Christopher Smart (1722-1771)
On this day Christopher “Kit” Smart was born, “mad” English poet (habitue of Bedlam), progenitor (via biblical Hebrew prosody) of the classic, now-instantly-recognizeable, Ginsberg-ian long-breath long line.
“The reason I want to lay Smart on you now”, Allen tells his students in 1980, “is (that) his line is basically the same line I used for Howl. I didn’t get the Howl line from Whitman and I didn’t get it from Robinson Jeffers or Kenneth Fearing, who are the American precursors of long line, nor from the 19th century British poet Edward Carpenter, who was also as a student of Walt Whitman, writing long lines – but from Christopher Smart”.

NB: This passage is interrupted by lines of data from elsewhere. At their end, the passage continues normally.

/// "AURORA_TICKET_2004_FALL_FRLG_ENGUSA" -> "Aurora Ticket - FRLG (USA) [2004 Fall]".
pub fn display_name(base: &str, variant: GameVariant, language: Option<&str>) -> String {
    let upper = base.to_uppercase();
    let tokens = upper_tokens(base);

    let mut name = if upper.contains("AURORA") {
        "Aurora Ticket".to_string()
    } else if upper.contains("MYSTIC") {
        "Mystic Ticket".to_string()
    } else if upper.contains("OLD_SEA") || upper.contains("OLDSEA") {
        "Old Sea Map".to_string()
    } else if upper.contains("EON") {
        "Eon Ticket".to_string()
    } else {
        title_case(tokens.first().map(String::as_str).unwrap_or(base))
    };

    match variant {
        GameVariant::FireRedLeafGreen => name.push_str(" - FRLG"),
        GameVariant::Emerald => name.push_str(" - Emerald"),
        GameVariant::RubySapphire => name.push_str(" - RS"),
        GameVariant::Unknown => {}
    }

    if let Some(code) = language {
        let shown = LANGUAGES
            .iter()
            .find(|&&(c, _)| c == code)
            .map(|&(_, shown)| shown)
            .unwrap_or(code);
        name.push_str(&format!(" ({shown})"));
    }

    if let Some(pos) = tokens.iter().position(|t| t.starts_with("TCGWC")) {
        let inline = tokens[pos].trim_start_matches("TCGWC");
        let year = if inline.len() == 4 && inline.chars().all(|c| c.is_ascii_digit()) {
            Some(inline)
        } else {
            tokens
                .get(pos + 1)
                .map(String::as_str)
                .filter(|t| t.len() == 4 && t.chars().all(|c| c.is_ascii_digit()))
        };
        match year {
            Some(y) => name.push_str(&format!(" [TCGWC {y}]")),
            None => name.push_str(" [TCGWC]"),
        }
    } else if upper.contains("2004") && upper.contains("FALL") {
        name.push_str(" [2004 Fall]");
    }
    name
}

“Kerouac’s long line comes somewhat out of Christopher Smart also” – “Hallelujah from the heart of God, and from the hand of the artist inimitable, and from the echo of the heavenly harp in sweetness magnificat and mighty” (Allen cites this line of Smart’s as a particular favorite, and recalls their (he and Kerouac’s) 1948 bop collaboration (“Song” in The Book of Martydom and Artifice, “Bop Lyrics” in “Collected Poems”): “When I think of death/I get a goofy feeling./Then I catch my breath:/Zero is appealing/Appearances are hazy./Smart went crazy/Smart went crazy”).
The remarks quoted above (along with many other insights, and an informative reading of Smart, (in particular his classic “Jubilate Agno” (“Rejoice In The Lamb”), can be found here at the inestimable Internet Archives – (“A literature class, “Basic Poetics,” taught by Allen Ginsberg (at NAROPA Institute) May 26, 1980. Ginsberg begins the class by singing poems by Sappho and songs by William Blake and Isaac Watts accompanied by harmonium. The rest of the class (starting approximately 30 minutes in, please note) is devoted to Christopher Smart’s poetry”).
“Smart is smarter than anybody else around”, Allen declares. “His language is smarter than Pope or Dryden. Their’s is very stiff, compared to the liquidity and intelligence and humor (of Smart), as well as classical scholarship involved, as well as a pure vernacular improvisation and contemporary quotidian reverence”.
Thank you! I am a great admirer both of Ginsberg and Smart. My own lines are almost always short. Perhaps I should give the long-breath line a shot.